Year
2014
Abstract
Almost since the use of two atomic bombs in Japan at the end of World War II in the 1940s, there has been a push for the elimination of nuclear weapons, as called for in the preamble and Article VI of the Nuclear Nonproliferation Treaty. While the level of public and governmental support has varied over the years, the idea of total nuclear disarmament has experienced a renaissance in the United States, incited by the so-called Four Horsemen article in The Wall Street Journal. The pursuit of global nuclear disarmament has been fully embraced by US President Barack Obama and his administration; shortly after being elected, he gave a speech in Prague in 2009 that committed the United States to “seek the peace and security of a world without nuclear weapons” through a series of concrete steps while maintaining a “safe, secure, and effective arsenal” until such a day arrives. Many of the ideas contained in this speech were later reflected in the 2010 Nuclear Posture Review (NPR), a document that outlined current US nuclear weapon policy.

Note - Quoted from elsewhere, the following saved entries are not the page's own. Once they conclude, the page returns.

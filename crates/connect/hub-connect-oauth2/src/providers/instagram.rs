use super::{OAuthProvider, array_field, missing_field, unsupported};
use crate::client::{OAuth2Client, parse_token_set, send_json};
use crate::config::OAuthConfig;
use crate::error::{ConnectError, ConnectResult};
use crate::registry::ProviderEndpoints;
use crate::types::{PlatformProfile, TokenSet, id_string, str_field};
use async_trait::async_trait;
use hub_connect_core::Platform;
use secrecy::ExposeSecret;
use tracing::debug;

const CONTENT_TYPES: &[&str] = &["posts", "stories", "insights"];

/// Instagram business login.
///
/// Codes are exchanged for a short-lived token which is immediately traded
/// for a long-lived one (~60 days). There is no refresh token: the
/// long-lived token refreshes itself through a GET on the Graph API.
pub struct InstagramProvider {
    config: OAuthConfig,
    endpoints: ProviderEndpoints,
    client: OAuth2Client,
}

impl InstagramProvider {
    pub fn new(config: OAuthConfig, endpoints: ProviderEndpoints, client: OAuth2Client) -> Self {
        Self {
            config,
            endpoints,
            client,
        }
    }

    fn graph_url(&self, path: &str) -> String {
        format!("{}/{}", self.endpoints.api_base.trim_end_matches('/'), path)
    }

    async fn graph_get(
        &self,
        path: &str,
        access_token: &str,
        query: &[(&str, &str)],
    ) -> ConnectResult<serde_json::Value> {
        let request = self
            .client
            .http()
            .get(self.graph_url(path))
            .query(query)
            .query(&[("access_token", access_token)]);
        send_json(request, ConnectError::ContentFetch).await
    }
}

#[async_trait]
impl OAuthProvider for InstagramProvider {
    fn platform(&self) -> Platform {
        Platform::Instagram
    }

    fn config(&self) -> &OAuthConfig {
        &self.config
    }

    fn client(&self) -> &OAuth2Client {
        &self.client
    }

    fn content_types(&self) -> &'static [&'static str] {
        CONTENT_TYPES
    }

    async fn exchange_code(
        &self,
        code: &str,
        _code_verifier: Option<&str>,
    ) -> ConnectResult<TokenSet> {
        let secret = self.config.client_secret.expose_secret();
        let form = [
            ("client_id", self.config.client_id.as_str()),
            ("client_secret", secret.as_str()),
            ("grant_type", "authorization_code"),
            ("redirect_uri", self.config.redirect_uri.as_str()),
            ("code", code),
        ];
        let request = self.client.http().post(&self.config.token_url).form(&form);
        let short_lived = parse_token_set(
            send_json(request, ConnectError::TokenExchange).await?,
            ConnectError::TokenExchange,
        )?;
        debug!("Obtained short-lived Instagram token, upgrading");

        let request = self
            .client
            .http()
            .get(self.graph_url("access_token"))
            .query(&[
                ("grant_type", "ig_exchange_token"),
                ("client_secret", secret.as_str()),
                ("access_token", short_lived.access_token.as_str()),
            ]);
        let long_lived = parse_token_set(
            send_json(request, ConnectError::TokenExchange).await?,
            ConnectError::TokenExchange,
        )?;

        Ok(TokenSet {
            expires_in: long_lived.expires_in,
            ..TokenSet::bearer(long_lived.access_token)
        })
    }

    async fn refresh_access_token(&self, access_token: &str) -> ConnectResult<TokenSet> {
        let request = self
            .client
            .http()
            .get(self.graph_url("refresh_access_token"))
            .query(&[
                ("grant_type", "ig_refresh_token"),
                ("access_token", access_token),
            ]);
        let refreshed = parse_token_set(
            send_json(request, ConnectError::TokenRefresh).await?,
            ConnectError::TokenRefresh,
        )?;

        Ok(TokenSet {
            expires_in: refreshed.expires_in,
            ..TokenSet::bearer(refreshed.access_token)
        })
    }

    async fn user_profile(&self, access_token: &str) -> ConnectResult<PlatformProfile> {
        let request = self.client.http().get(self.graph_url("me")).query(&[
            ("fields", "id,username,account_type,media_count"),
            ("access_token", access_token),
        ]);
        let body = send_json(request, ConnectError::ProfileFetch).await?;

        let id = body
            .get("id")
            .and_then(id_string)
            .ok_or_else(missing_field("an account id"))?;
        let mut metadata = serde_json::Map::new();
        for key in ["account_type", "media_count"] {
            if let Some(value) = body.get(key) {
                metadata.insert(key.to_string(), value.clone());
            }
        }

        Ok(PlatformProfile {
            id,
            username: str_field(&body, "username"),
            email: None,
            display_name: str_field(&body, "username"),
            metadata,
        })
    }

    async fn fetch_user_content(
        &self,
        access_token: &str,
        content_type: &str,
    ) -> ConnectResult<serde_json::Value> {
        match content_type {
            "posts" => {
                let body = self
                    .graph_get(
                        "me/media",
                        access_token,
                        &[
                            (
                                "fields",
                                "id,caption,media_type,media_url,thumbnail_url,permalink,timestamp,like_count,comments_count",
                            ),
                            ("limit", "25"),
                        ],
                    )
                    .await?;
                Ok(array_field(&body, "data"))
            }
            "stories" => {
                let body = self
                    .graph_get(
                        "me/stories",
                        access_token,
                        &[("fields", "id,media_type,media_url,permalink,timestamp")],
                    )
                    .await?;
                Ok(array_field(&body, "data"))
            }
            "insights" => {
                self.graph_get(
                    "me/insights",
                    access_token,
                    &[("metric", "impressions,reach,profile_views"), ("period", "day")],
                )
                .await
            }
            other => Err(unsupported(Platform::Instagram, other)),
        }
    }
}
use super::{OAuthProvider, array_field, missing_field, unsupported};
use crate::client::{OAuth2Client, send_json};
use crate::config::OAuthConfig;
use crate::error::{ConnectError, ConnectResult};
use crate::registry::ProviderEndpoints;
use crate::types::{PlatformProfile, id_string, str_field};
use async_trait::async_trait;
use chrono::{SecondsFormat, Utc};
use hub_connect_core::Platform;
use serde_json::json;

const YOUTUBE_CONTENT: &[&str] = &["videos", "channel", "playlists"];
const CALENDAR_CONTENT: &[&str] = &["events", "calendars"];

/// Google OAuth, shared by YouTube and Google Calendar.
///
/// Both platforms use the same client credentials and token endpoint and
/// differ only in scopes and the APIs their content is read from.
pub struct GoogleProvider {
    platform: Platform,
    config: OAuthConfig,
    endpoints: ProviderEndpoints,
    client: OAuth2Client,
}

impl GoogleProvider {
    pub fn new(
        platform: Platform,
        config: OAuthConfig,
        endpoints: ProviderEndpoints,
        client: OAuth2Client,
    ) -> Self {
        Self {
            platform,
            config,
            endpoints,
            client,
        }
    }

    async fn api_get(
        &self,
        path: &str,
        access_token: &str,
        query: &[(&str, &str)],
    ) -> ConnectResult<serde_json::Value> {
        let url = format!("{}/{}", self.endpoints.api_base.trim_end_matches('/'), path);
        let request = self
            .client
            .http()
            .get(url)
            .bearer_auth(access_token)
            .query(query);
        send_json(request, ConnectError::ContentFetch).await
    }

    async fn youtube_videos(&self, access_token: &str) -> ConnectResult<serde_json::Value> {
        let channels = self
            .api_get(
                "youtube/v3/channels",
                access_token,
                &[("part", "contentDetails"), ("mine", "true")],
            )
            .await?;
        let Some(uploads) = channels
            .pointer("/items/0/contentDetails/relatedPlaylists/uploads")
            .and_then(|v| v.as_str())
        else {
            return Ok(json!([]));
        };

        let playlist = self
            .api_get(
                "youtube/v3/playlistItems",
                access_token,
                &[
                    ("part", "snippet,contentDetails"),
                    ("playlistId", uploads),
                    ("maxResults", "25"),
                ],
            )
            .await?;
        let items = array_field(&playlist, "items");
        let items = items.as_array().map(Vec::as_slice).unwrap_or_default();

        let ids: Vec<&str> = items
            .iter()
            .filter_map(|item| item.pointer("/contentDetails/videoId")?.as_str())
            .collect();
        if ids.is_empty() {
            return Ok(json!([]));
        }
        let joined = ids.join(",");
        let stats = self
            .api_get(
                "youtube/v3/videos",
                access_token,
                &[("part", "statistics,contentDetails"), ("id", joined.as_str())],
            )
            .await?;
        let stats = array_field(&stats, "items");
        let stats = stats.as_array().map(Vec::as_slice).unwrap_or_default();

        let videos = items
            .iter()
            .filter_map(|item| {
                let id = item.pointer("/contentDetails/videoId")?.as_str()?;
                let detail = stats
                    .iter()
                    .find(|s| s.get("id").and_then(|v| v.as_str()) == Some(id));
                Some(json!({
                    "id": id,
                    "title": item.pointer("/snippet/title"),
                    "description": item.pointer("/snippet/description"),
                    "published_at": item.pointer("/snippet/publishedAt"),
                    "thumbnail_url": item
                        .pointer("/snippet/thumbnails/high/url")
                        .or_else(|| item.pointer("/snippet/thumbnails/default/url")),
                    "statistics": detail.and_then(|d| d.get("statistics")),
                    "duration": detail.and_then(|d| d.pointer("/contentDetails/duration")),
                }))
            })
            .collect();
        Ok(serde_json::Value::Array(videos))
    }
}

#[async_trait]
impl OAuthProvider for GoogleProvider {
    fn platform(&self) -> Platform {
        self.platform
    }

    fn config(&self) -> &OAuthConfig {
        &self.config
    }

    fn client(&self) -> &OAuth2Client {
        &self.client
    }

    fn content_types(&self) -> &'static [&'static str] {
        match self.platform {
            Platform::GoogleCalendar => CALENDAR_CONTENT,
            _ => YOUTUBE_CONTENT,
        }
    }

    async fn user_profile(&self, access_token: &str) -> ConnectResult<PlatformProfile> {
        let url = format!(
            "{}/oauth2/v3/userinfo",
            self.endpoints.api_base.trim_end_matches('/')
        );
        let request = self.client.http().get(url).bearer_auth(access_token);
        let body = send_json(request, ConnectError::ProfileFetch).await?;

        let id = body
            .get("sub")
            .or_else(|| body.get("id"))
            .and_then(id_string)
            .ok_or_else(missing_field("a subject id"))?;
        let mut metadata = serde_json::Map::new();
        if let Some(picture) = body.get("picture") {
            metadata.insert("picture".to_string(), picture.clone());
        }

        Ok(PlatformProfile {
            id,
            username: None,
            email: str_field(&body, "email"),
            display_name: str_field(&body, "name"),
            metadata,
        })
    }

    async fn fetch_user_content(
        &self,
        access_token: &str,
        content_type: &str,
    ) -> ConnectResult<serde_json::Value> {
        match (self.platform, content_type) {
            (Platform::Youtube, "videos") => self.youtube_videos(access_token).await,
            (Platform::Youtube, "channel") => {
                let body = self
                    .api_get(
                        "youtube/v3/channels",
                        access_token,
                        &[("part", "snippet,statistics"), ("mine", "true")],
                    )
                    .await?;
                Ok(body
                    .pointer("/items/0")
                    .cloned()
                    .unwrap_or(serde_json::Value::Null))
            }
            (Platform::Youtube, "playlists") => {
                let body = self
                    .api_get(
                        "youtube/v3/playlists",
                        access_token,
                        &[
                            ("part", "snippet,contentDetails"),
                            ("mine", "true"),
                            ("maxResults", "25"),
                        ],
                    )
                    .await?;
                Ok(array_field(&body, "items"))
            }
            (Platform::GoogleCalendar, "events") => {
                let now = Utc::now().to_rfc3339_opts(SecondsFormat::Secs, true);
                let body = self
                    .api_get(
                        "calendar/v3/calendars/primary/events",
                        access_token,
                        &[
                            ("timeMin", now.as_str()),
                            ("maxResults", "25"),
                            ("singleEvents", "true"),
                            ("orderBy", "startTime"),
                        ],
                    )
                    .await?;
                Ok(array_field(&body, "items"))
            }
            (Platform::GoogleCalendar, "calendars") => {
                let body = self
                    .api_get("calendar/v3/users/me/calendarList", access_token, &[])
                    .await?;
                Ok(array_field(&body, "items"))
            }
            (platform, other) => Err(unsupported(platform, other)),
        }
    }
}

The 2010 NPR is noteworthy in that it clearly states the long-term goal of the United States is the global elimination of all nuclear weapons, but with the caution that the necessary conditions for such actions do not currently exist and therefore must be created. Upon examination of the 2010 NPR, it becomes clear that one of the key conditions for global zero is strategic stability, defined by James Acton to be a security environment where states enjoy peaceful relations with one another. In order to achieve such an environment, strategic stability must be preserved, created, and reinforced in order to build a world free from nuclear weapons. Therefore, it is important to examine the tenets of the NPR, review the conditions necessary to achieve total nuclear disarmament, and propose steps that could be taken to make such conditions more likely and, in principle, allow for the elimination of nuclear weapons. Work examining such a process will offer a methodical and logical approach toward the reduction and eventual elimination of nuclear weapons, as well as ensure that such a world can be preserved and sustained.